Romano Bonaventura (before 1216–20 February 1243 (Note: Date of death according to the necrology of S. Maria in Trastevere (ed. Egidi).)) was a Catholic Christian prelate, Cardinal deacon of Sant'Angelo in Pescheria, his titulus (1216–1234), bishop of Porto-Santa Rufina (1231–1243), a cardinal-legate to the court of France.

Romano was listed as Romano Papareschi, which strongly suggests that he came from the Roman family, probably of the rione Trastevere, that produced Gregorio Papareschi (died 1143), Pope Innocent II. He was known to use his office to benefit his family members. Romano was archpriest of the Basilica di Santa Maria Maggiore (1220–1243) and by 1220, he was rector of Campagna-Marittima. In 1224, he was sent by Pope Honorius III, to France to arrange a peace treaty between Louis VIII of France and Henry III of England, concerning Louis's invasion of Poitou.

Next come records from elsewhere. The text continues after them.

//! CLI command implementations.

use cond::config::resolve_root;
use cond::{parse_expression, parse_query_with, CompileOptions, Condition, Config, Error, ParseError};

/// Resolve compiler options: `--strict` forces rejection, otherwise use config.
fn compile_options(config: &Config, strict: bool) -> CompileOptions {
    if strict {
        CompileOptions::strict()
    } else {
        config.compile_options()
    }
}

/// Compile a query and print its conditions.
pub fn parse(query: &str, format: Option<&str>, strict: bool) -> cond::Result<()> {
    let config = Config::load()?;
    let conditions = parse_query_with(query, &compile_options(&config, strict))?;
    tracing::debug!(count = conditions.len(), "printing conditions");

    match format.unwrap_or(&config.format) {
        "json" => {
            let json = serde_json::to_string_pretty(&conditions).map_err(std::io::Error::from)?;
            println!("{}", json);
        }
        _ => {
            for condition in &conditions {
                println!("{}\t{}", condition.field(), condition.value());
            }
        }
    }
    Ok(())
}

/// Validate a query; the error (if any) is reported by the caller.
pub fn check(query: &str, strict: bool, quiet: bool) -> cond::Result<()> {
    let config = Config::load()?;
    let conditions = parse_query_with(query, &compile_options(&config, strict))?;

    if !quiet {
        println!("ok: {}", summarize(&conditions));
    }
    Ok(())
}

fn summarize(conditions: &[Condition]) -> String {
    let fields: Vec<&str> = conditions.iter().map(Condition::field).collect();
    let noun = if conditions.len() == 1 { "condition" } else { "conditions" };
    format!("{} {} ({})", conditions.len(), noun, fields.join(", "))
}

/// Print the canonical form of the generic tree.
pub fn tree(query: &str) -> cond::Result<()> {
    let node = parse_expression(query).map_err(ParseError::from)?;
    println!("{}", node);
    Ok(())
}

pub fn config_show() -> cond::Result<()> {
    let config = Config::load()?;
    println!("# {}", config.config_path().display());
    print!("{}", config.to_toml()?);
    Ok(())
}

pub fn config_init(force: bool) -> cond::Result<()> {
    let config = Config::with_root(resolve_root()?);
    let path = config.config_path();
    if path.exists() && !force {
        return Err(Error::Config(format!(
            "config already exists at {} (use --force to overwrite)",
            path.display()
        )));
    }

    config.save()?;
    tracing::info!(path = %path.display(), "wrote default config");
    println!("Wrote {}", path.display());
    Ok(())
}

const QUICK_HELP: &str = r#"condq query syntax

  condition ('and' condition)*

  condition   <field> == '<value>'
  field       job | deployment | metric | origin   (case-sensitive)
  value       single-quoted string; write '' for a literal quote

Examples
  condq parse "job == 'build'"
  condq parse "job == 'build' and deployment == 'prod'" -f json
  condq check "origin == 'edge' and metric == 'p99'"
  condq tree  "job == 'a' or not deployment != 'b'"

Rejected
  or, not, !=, <, >, <=, >=     unsupported expression
  any other field name          unsupported condition
  same field twice (--strict)   conflicting conditions
"#;

pub fn quick_help() -> cond::Result<()> {
    print!("{}", QUICK_HELP);
    Ok(())
}
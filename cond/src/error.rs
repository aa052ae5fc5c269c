//! Error types for condition compiling.

use crate::expr::SyntaxError;

/// Why a query could not be compiled into conditions.
#[derive(Debug, Clone, PartialEq, Eq, thiserror::Error)]
pub enum ParseError {
    /// The text is not an expression at all.
    #[error("{0}")]
    Syntax(#[from] SyntaxError),

    /// The tree has a shape other than `field == 'value'` joined by `and`.
    #[error("unsupported expression: {found}")]
    UnsupportedExpression { found: &'static str },

    /// A well-formed equality on a field that is not a known keyword.
    #[error("unsupported condition on field `{field}`")]
    UnsupportedCondition { field: String },

    /// The same field appears twice in one chain under strict compiling.
    #[error("conflicting conditions on field `{field}`")]
    ConflictingCondition { field: &'static str },
}

#[derive(Debug, thiserror::Error)]
pub enum Error {
    #[error("IO error: {0}")]
    Io(#[from] std::io::Error),

    #[error("Configuration error: {0}")]
    Config(String),

    #[error("Parse error: {0}")]
    Parse(#[from] ParseError),
}

pub type Result<T> = std::result::Result<T, Error>;
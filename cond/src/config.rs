//! Configuration for condq.
//!
//! CONDQ_ROOT resolution order:
//! 1. Explicit path passed to Config::with_root() / Config::load_from()
//! 2. CONDQ_ROOT environment variable
//! 3. Platform config directory (e.g. ~/.config/condq)

use std::path::{Path, PathBuf};

use directories::ProjectDirs;
use serde::{Deserialize, Serialize};

use crate::compile::{CompileOptions, DuplicatePolicy};
use crate::{Error, Result};

/// condq configuration, stored at `<root>/config.toml`.
#[derive(Debug, Clone, Serialize, Deserialize)]
pub struct Config {
    /// Directory holding config.toml. Not stored in the file itself.
    #[serde(skip)]
    pub root: PathBuf,

    /// Default output format: text or json.
    #[serde(default = "default_format")]
    pub format: String,

    /// How repeated fields in one chain are handled.
    #[serde(default)]
    pub duplicates: DuplicatePolicy,
}

fn default_format() -> String {
    "text".to_string()
}

impl Config {
    /// Create a default config rooted at the given directory.
    pub fn with_root(root: impl Into<PathBuf>) -> Self {
        Self {
            root: root.into(),
            format: default_format(),
            duplicates: DuplicatePolicy::default(),
        }
    }

    /// Load config from the resolved root, or defaults if there is no file.
    pub fn load() -> Result<Self> {
        let root = resolve_root()?;
        Self::load_from(&root)
    }

    /// Load config from a specific root.
    pub fn load_from(root: &Path) -> Result<Self> {
        let config_path = root.join("config.toml");

        if config_path.exists() {
            let contents = std::fs::read_to_string(&config_path)?;
            let mut config: Config = toml::from_str(&contents)
                .map_err(|e| Error::Config(format!("Failed to parse config: {}", e)))?;
            config.root = root.to_path_buf();
            tracing::debug!(path = %config_path.display(), "loaded config");
            Ok(config)
        } else {
            Ok(Self::with_root(root))
        }
    }

    /// Save config to <root>/config.toml, creating the directory if needed.
    pub fn save(&self) -> Result<()> {
        std::fs::create_dir_all(&self.root)?;
        std::fs::write(self.config_path(), self.to_toml()?)?;
        Ok(())
    }

    /// Serialized form, as it would be written by [`Config::save`].
    pub fn to_toml(&self) -> Result<String> {
        toml::to_string_pretty(self).map_err(|e| Error::Config(format!("Failed to serialize config: {}", e)))
    }

    pub fn config_path(&self) -> PathBuf {
        self.root.join("config.toml")
    }

    /// Compiler options implied by this config.
    pub fn compile_options(&self) -> CompileOptions {
        CompileOptions {
            duplicates: self.duplicates,
        }
    }
}

/// Resolve the config root using the standard resolution order.
pub fn resolve_root() -> Result<PathBuf> {
    // 1. Environment variable
    if let Ok(path) = std::env::var("CONDQ_ROOT") {
        return Ok(PathBuf::from(path));
    }

    // 2. XDG config directory (via directories crate)
    if let Some(proj_dirs) = ProjectDirs::from("", "", "condq") {
        return Ok(proj_dirs.config_dir().to_path_buf());
    }

    // 3. Fallback to ~/.config/condq
    let home = std::env::var("HOME")
        .map_err(|_| Error::Config("Could not determine home directory".to_string()))?;
    Ok(PathBuf::from(home).join(".config/condq"))
}
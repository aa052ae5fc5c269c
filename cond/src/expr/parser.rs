//! Recursive-descent parser producing the generic expression tree.

use winnow::ascii::{digit1, multispace0, Caseless};
use winnow::combinator::opt;
use winnow::error::{ContextError, StrContext, StrContextValue};
use winnow::prelude::*;
use winnow::token::{literal, one_of, take_while};

use super::ast::{CompareOp, Literal, Node};

/// Deepest nesting of parentheses and prefix `not` the parser accepts.
pub const MAX_DEPTH: usize = 64;

/// Reserved words, matched case-insensitively.
pub(crate) const KEYWORDS: &[&str] = &[
    "and", "or", "not", "eq", "ne", "lt", "le", "gt", "ge", "true", "false", "null",
];

const SYMBOL_OPS: [(&str, CompareOp); 6] = [
    ("==", CompareOp::Eq),
    ("!=", CompareOp::Ne),
    ("<=", CompareOp::Le),
    (">=", CompareOp::Ge),
    ("<", CompareOp::Lt),
    (">", CompareOp::Gt),
];

const WORD_OPS: [(&str, CompareOp); 6] = [
    ("eq", CompareOp::Eq),
    ("ne", CompareOp::Ne),
    ("le", CompareOp::Le),
    ("ge", CompareOp::Ge),
    ("lt", CompareOp::Lt),
    ("gt", CompareOp::Gt),
];

/// Input that can not be turned into any expression tree.
#[derive(Debug, Clone, PartialEq, Eq, thiserror::Error)]
#[error("syntax error at offset {offset}: {message}")]
pub struct SyntaxError {
    /// Byte offset into the source where parsing stopped.
    pub offset: usize,
    pub message: String,
}

type Input<'a> = &'a str;
type ParserResult<T> = winnow::Result<T>;

/// Parse a whole source string into a tree.
pub fn parse_expression(source: &str) -> Result<Node, SyntaxError> {
    let mut input = source;
    parse_complete(&mut input).map_err(|err| SyntaxError {
        offset: source.len() - input.len(),
        message: describe_error(&err),
    })
}

fn parse_complete(input: &mut Input<'_>) -> ParserResult<Node> {
    let node = parse_or(input, 0)?;
    skip_space(input);
    if !input.is_empty() {
        return Err(expected("end of input"));
    }
    Ok(node)
}

fn parse_or(input: &mut Input<'_>, depth: usize) -> ParserResult<Node> {
    let mut node = parse_and(input, depth)?;
    while eat_operator(input, "or", "||") {
        let right = parse_and(input, depth)?;
        node = Node::Or(Box::new(node), Box::new(right));
    }
    Ok(node)
}

fn parse_and(input: &mut Input<'_>, depth: usize) -> ParserResult<Node> {
    let mut node = parse_not(input, depth)?;
    while eat_operator(input, "and", "&&") {
        let right = parse_not(input, depth)?;
        node = Node::And(Box::new(node), Box::new(right));
    }
    Ok(node)
}

fn parse_not(input: &mut Input<'_>, depth: usize) -> ParserResult<Node> {
    skip_space(input);
    if eat_keyword(input, "not") || eat_bang(input) {
        let depth = descend(depth)?;
        let operand = parse_not(input, depth)?;
        return Ok(Node::Not(Box::new(operand)));
    }
    parse_comparison(input, depth)
}

fn parse_comparison(input: &mut Input<'_>, depth: usize) -> ParserResult<Node> {
    let left = parse_operand(input, depth)?;

    let checkpoint = *input;
    skip_space(input);
    match compare_op(input) {
        Some(op) => {
            let right = parse_operand(input, depth)?;
            Ok(Node::compare(op, left, right))
        }
        None => {
            *input = checkpoint;
            Ok(left)
        }
    }
}

fn compare_op(input: &mut Input<'_>) -> Option<CompareOp> {
    for (symbol, op) in SYMBOL_OPS {
        if eat_symbol(input, symbol) {
            return Some(op);
        }
    }
    for (word, op) in WORD_OPS {
        if eat_keyword(input, word) {
            return Some(op);
        }
    }
    None
}

fn parse_operand(input: &mut Input<'_>, depth: usize) -> ParserResult<Node> {
    skip_space(input);

    if eat_char(input, '(') {
        let depth = descend(depth)?;
        let inner = parse_or(input, depth)?;
        skip_space(input);
        if !eat_char(input, ')') {
            return Err(expected("`)`"));
        }
        return Ok(inner);
    }

    if input.starts_with(['\'', '"']) {
        return parse_string(input).map(|s| Node::Literal(Literal::Str(s)));
    }

    if input.starts_with(|c: char| c.is_ascii_digit() || c == '-') {
        return parse_number(input).map(|n| Node::Literal(Literal::Number(n)));
    }

    if eat_keyword(input, "true") {
        return Ok(Node::Literal(Literal::Bool(true)));
    }
    if eat_keyword(input, "false") {
        return Ok(Node::Literal(Literal::Bool(false)));
    }
    if eat_keyword(input, "null") {
        return Ok(Node::Literal(Literal::Null));
    }

    parse_reference(input)
}

/// Quoted string; a doubled quote character stands for one quote.
fn parse_string(input: &mut Input<'_>) -> ParserResult<String> {
    let quote: ParserResult<char> = one_of(['\'', '"']).parse_next(input);
    let quote = quote?;

    let mut value = String::new();
    loop {
        let chunk: ParserResult<&str> = take_while(0.., |c: char| c != quote).parse_next(input);
        value.push_str(chunk?);
        if !eat_char(input, quote) {
            return Err(expected("closing quote"));
        }
        if !eat_char(input, quote) {
            return Ok(value);
        }
        value.push(quote);
    }
}

fn parse_number(input: &mut Input<'_>) -> ParserResult<String> {
    let number: ParserResult<&str> = (opt('-'), digit1, opt(('.', digit1)))
        .take()
        .parse_next(input);
    number.map(str::to_string).map_err(|_| expected("number"))
}

/// Field reference, or a compound of them joined by `.`.
fn parse_reference(input: &mut Input<'_>) -> ParserResult<Node> {
    let mut parts = vec![Node::Field(parse_identifier(input)?.to_string())];
    while eat_char(input, '.') {
        parts.push(Node::Field(parse_identifier(input)?.to_string()));
    }

    if parts.len() == 1 {
        Ok(parts.remove(0))
    } else {
        Ok(Node::Compound(parts))
    }
}

fn parse_identifier<'a>(input: &mut Input<'a>) -> ParserResult<&'a str> {
    if !input.starts_with(is_ident_start) {
        return Err(expected("expression"));
    }

    let checkpoint = *input;
    let ident: ParserResult<&str> = take_while(1.., is_ident_continue).parse_next(input);
    let ident = ident?;

    if KEYWORDS.iter().any(|k| k.eq_ignore_ascii_case(ident)) {
        *input = checkpoint;
        return Err(invalid("keyword used as identifier"));
    }
    Ok(ident)
}

fn is_ident_start(c: char) -> bool {
    c.is_ascii_alphabetic() || c == '_' || c == '$'
}

fn is_ident_continue(c: char) -> bool {
    c.is_ascii_alphanumeric() || c == '_' || c == '$'
}

/// Consume a binary logical operator in either spelling, with leading space.
fn eat_operator(input: &mut Input<'_>, word: &'static str, symbol: &'static str) -> bool {
    let checkpoint = *input;
    skip_space(input);
    if eat_keyword(input, word) || eat_symbol(input, symbol) {
        return true;
    }
    *input = checkpoint;
    false
}

/// Case-insensitive keyword that is not the prefix of a longer identifier.
fn eat_keyword(input: &mut Input<'_>, word: &'static str) -> bool {
    let checkpoint = *input;
    let matched: ParserResult<&str> = Caseless(word).parse_next(input);
    if matched.is_ok() && !input.starts_with(is_ident_continue) {
        return true;
    }
    *input = checkpoint;
    false
}

fn eat_symbol(input: &mut Input<'_>, symbol: &'static str) -> bool {
    let matched: ParserResult<&str> = literal(symbol).parse_next(input);
    matched.is_ok()
}

fn eat_char(input: &mut Input<'_>, c: char) -> bool {
    match input.strip_prefix(c) {
        Some(rest) => {
            *input = rest;
            true
        }
        None => false,
    }
}

/// Prefix `!`, but not the first half of `!=`.
fn eat_bang(input: &mut Input<'_>) -> bool {
    if input.starts_with("!=") {
        return false;
    }
    eat_char(input, '!')
}

fn skip_space(input: &mut Input<'_>) {
    // multispace0 can not fail on complete input.
    let _: ParserResult<&str> = multispace0.parse_next(input);
}

fn descend(depth: usize) -> ParserResult<usize> {
    if depth >= MAX_DEPTH {
        return Err(invalid("expression nesting depth"));
    }
    Ok(depth + 1)
}

fn expected(what: &'static str) -> ContextError {
    let mut err = ContextError::new();
    err.push(StrContext::Expected(StrContextValue::Description(what)));
    err
}

fn invalid(label: &'static str) -> ContextError {
    let mut err = ContextError::new();
    err.push(StrContext::Label(label));
    err
}

fn describe_error(err: &ContextError) -> String {
    let message = err.to_string().replace('\n', "; ");
    if message.is_empty() {
        "invalid expression".to_string()
    } else {
        message
    }
}

#[cfg(test)]
mod tests {
    use super::*;

    fn field(name: &str) -> Node {
        Node::Field(name.to_string())
    }

    fn string(value: &str) -> Node {
        Node::Literal(Literal::Str(value.to_string()))
    }

    #[test]
    fn test_simple_eq() {
        let node = parse_expression("job == 'foo'").unwrap();
        assert_eq!(node, Node::compare(CompareOp::Eq, field("job"), string("foo")));
    }

    #[test]
    fn test_and_chain_nests_left() {
        let node = parse_expression("a == 'x' and b == 'y' and c == 'z'").unwrap();
        let Node::And(left, right) = &node else {
            panic!("Expected And");
        };
        assert!(matches!(**left, Node::And(..)));
        assert_eq!(**right, Node::compare(CompareOp::Eq, field("c"), string("z")));
    }

    #[test]
    fn test_and_binds_tighter_than_or() {
        let node = parse_expression("a == 'x' or b == 'y' and c == 'z'").unwrap();
        let Node::Or(_, right) = &node else {
            panic!("Expected Or");
        };
        assert!(matches!(**right, Node::And(..)));
    }

    #[test]
    fn test_parentheses_override_precedence() {
        let node = parse_expression("(a == 'x' or b == 'y') and c == 'z'").unwrap();
        let Node::And(left, _) = &node else {
            panic!("Expected And");
        };
        assert!(matches!(**left, Node::Or(..)));
    }

    #[test]
    fn test_symbolic_logical_operators() {
        let node = parse_expression("a == 'x' && !(b == 'y') || c == 'z'").unwrap();
        assert_eq!(node.to_string(), "(((a == 'x') and (not (b == 'y'))) or (c == 'z'))");
    }

    #[test]
    fn test_keywords_case_insensitive() {
        let node = parse_expression("job == 'a' AND deployment EQ 'b'").unwrap();
        assert_eq!(node.to_string(), "((job == 'a') and (deployment == 'b'))");
    }

    #[test]
    fn test_all_relational_operators() {
        for (text, op) in [
            ("==", CompareOp::Eq),
            ("!=", CompareOp::Ne),
            ("<", CompareOp::Lt),
            ("<=", CompareOp::Le),
            (">", CompareOp::Gt),
            (">=", CompareOp::Ge),
            ("ne", CompareOp::Ne),
            ("ge", CompareOp::Ge),
        ] {
            let node = parse_expression(&format!("x {} 1", text)).unwrap();
            assert!(
                matches!(node, Node::Compare { op: found, .. } if found == op),
                "operator {}",
                text
            );
        }
    }

    #[test]
    fn test_operators_without_spaces() {
        let node = parse_expression("job=='a'and origin!='b'").unwrap();
        assert_eq!(node.to_string(), "((job == 'a') and (origin != 'b'))");
    }

    #[test]
    fn test_literals() {
        assert_eq!(
            parse_expression("-12.5").unwrap(),
            Node::Literal(Literal::Number("-12.5".to_string()))
        );
        assert_eq!(parse_expression("TRUE").unwrap(), Node::Literal(Literal::Bool(true)));
        assert_eq!(parse_expression("null").unwrap(), Node::Literal(Literal::Null));
        assert_eq!(parse_expression("\"dq\"").unwrap(), string("dq"));
    }

    #[test]
    fn test_doubled_quote_escape() {
        let node = parse_expression("job == 'it''s'").unwrap();
        assert_eq!(node, Node::compare(CompareOp::Eq, field("job"), string("it's")));
    }

    #[test]
    fn test_empty_string_literal() {
        let node = parse_expression("job == ''").unwrap();
        assert_eq!(node, Node::compare(CompareOp::Eq, field("job"), string("")));
    }

    #[test]
    fn test_compound_reference() {
        let node = parse_expression("build.status == 'ok'").unwrap();
        let Node::Compare { left, .. } = &node else {
            panic!("Expected Compare");
        };
        assert_eq!(**left, Node::Compound(vec![field("build"), field("status")]));
    }

    #[test]
    fn test_identifier_starting_with_keyword() {
        let node = parse_expression("android == 'x' and order == 'y'").unwrap();
        assert_eq!(node.to_string(), "((android == 'x') and (order == 'y'))");
    }

    #[test]
    fn test_keyword_as_identifier_is_error() {
        let err = parse_expression("and == 'x'").unwrap_err();
        assert_eq!(err.offset, 0);
    }

    #[test]
    fn test_empty_input_is_error() {
        assert!(parse_expression("").is_err());
        assert!(parse_expression("   ").is_err());
    }

    #[test]
    fn test_unterminated_string() {
        let err = parse_expression("job == 'foo").unwrap_err();
        assert_eq!(err.offset, "job == 'foo".len());
    }

    #[test]
    fn test_unbalanced_parentheses() {
        assert!(parse_expression("(job == 'a'").is_err());
        assert!(parse_expression("job == 'a')").is_err());
    }

    #[test]
    fn test_trailing_input_reports_offset() {
        let err = parse_expression("not a valid expression (((").unwrap_err();
        assert_eq!(err.offset, "not a ".len());
    }

    #[test]
    fn test_single_equals_is_error() {
        assert!(parse_expression("job = 'a'").is_err());
    }

    #[test]
    fn test_nesting_limit() {
        let deep = format!("{}job == 'a'{}", "(".repeat(MAX_DEPTH), ")".repeat(MAX_DEPTH));
        assert!(parse_expression(&deep).is_ok());

        let too_deep = format!("{}job == 'a'{}", "(".repeat(MAX_DEPTH + 1), ")".repeat(MAX_DEPTH + 1));
        assert!(parse_expression(&too_deep).is_err());

        let nots = format!("{}job", "not ".repeat(MAX_DEPTH * 4));
        assert!(parse_expression(&nots).is_err());
    }

    #[test]
    fn test_tabs_and_newlines_are_space() {
        let node = parse_expression("\tjob == 'a'\r\n\tand\n metric ==\t'b' \n").unwrap();
        assert_eq!(node.to_string(), "((job == 'a') and (metric == 'b'))");
    }

    #[test]
    fn test_long_chains_parse_and_drop() {
        let and_chain = vec!["job == 'a'"; 100_000].join(" and ");
        let node = parse_expression(&and_chain).unwrap();
        assert!(matches!(node, Node::And(..)));
        drop(node);

        let or_chain = vec!["not x.y == 1"; 100_000].join(" || ");
        let node = parse_expression(&or_chain).unwrap();
        assert!(matches!(node, Node::Or(..)));
        drop(node);
    }

    #[test]
    fn test_display_parses_back() {
        for source in [
            "job == 'a' and (deployment != 'it''s' or not metric.name >= -3)",
            "x == null or y == true",
        ] {
            let node = parse_expression(source).unwrap();
            let reparsed = parse_expression(&node.to_string()).unwrap();
            assert_eq!(node, reparsed);
        }
    }

    #[test]
    fn test_syntax_error_display() {
        let err = parse_expression("job ==").unwrap_err();
        assert!(err.to_string().starts_with("syntax error at offset"));
    }
}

Romano was a jurist and as cardinal-legate to France, he summoned the Council of Bourges (1225), directed towards funding the Albigensian Crusade. The subjugation of Cathar forces in 1229, was due in part to Romano's preaching for crusade.

Romano took part in the Papal election, 1216, the Papal election, 1227, and the Papal election, 1241. During the 1241 election, he was a papal candidate supported by candinals Sinibaldo Fieschi, Raynald da Jenne, and Richard Annibaldi. He was prominent among the papabili known to continue Gregory IX's hostility towards Frederick II, Holy Roman Emperor.
==Sources==
- Beattie, Blake R. (2007). "Angelus Pacis: The Legation of Cardinal Giovanni Gaetano Orsini, 1326-1334"
- Carpenter, David A. (2020). "Henry III: The Rise to Power and Personal Rule, 1207-1258"
- Miranda, Salvado (2023). "The Cardinals of the Holy Roman Church"
- Strayer, Joseph R. (1992). "The Albigensian Crusades"
- Whalen, Brett Edward (2019). "The Two Powers: The Papacy, the Empire, and the Struggle for Sovereignty in the Thirteenth Century"
- William of Puylaurens (2003). "The Chronicle of William of Puylaurens: The Albigensian Crusade and its Aftermath"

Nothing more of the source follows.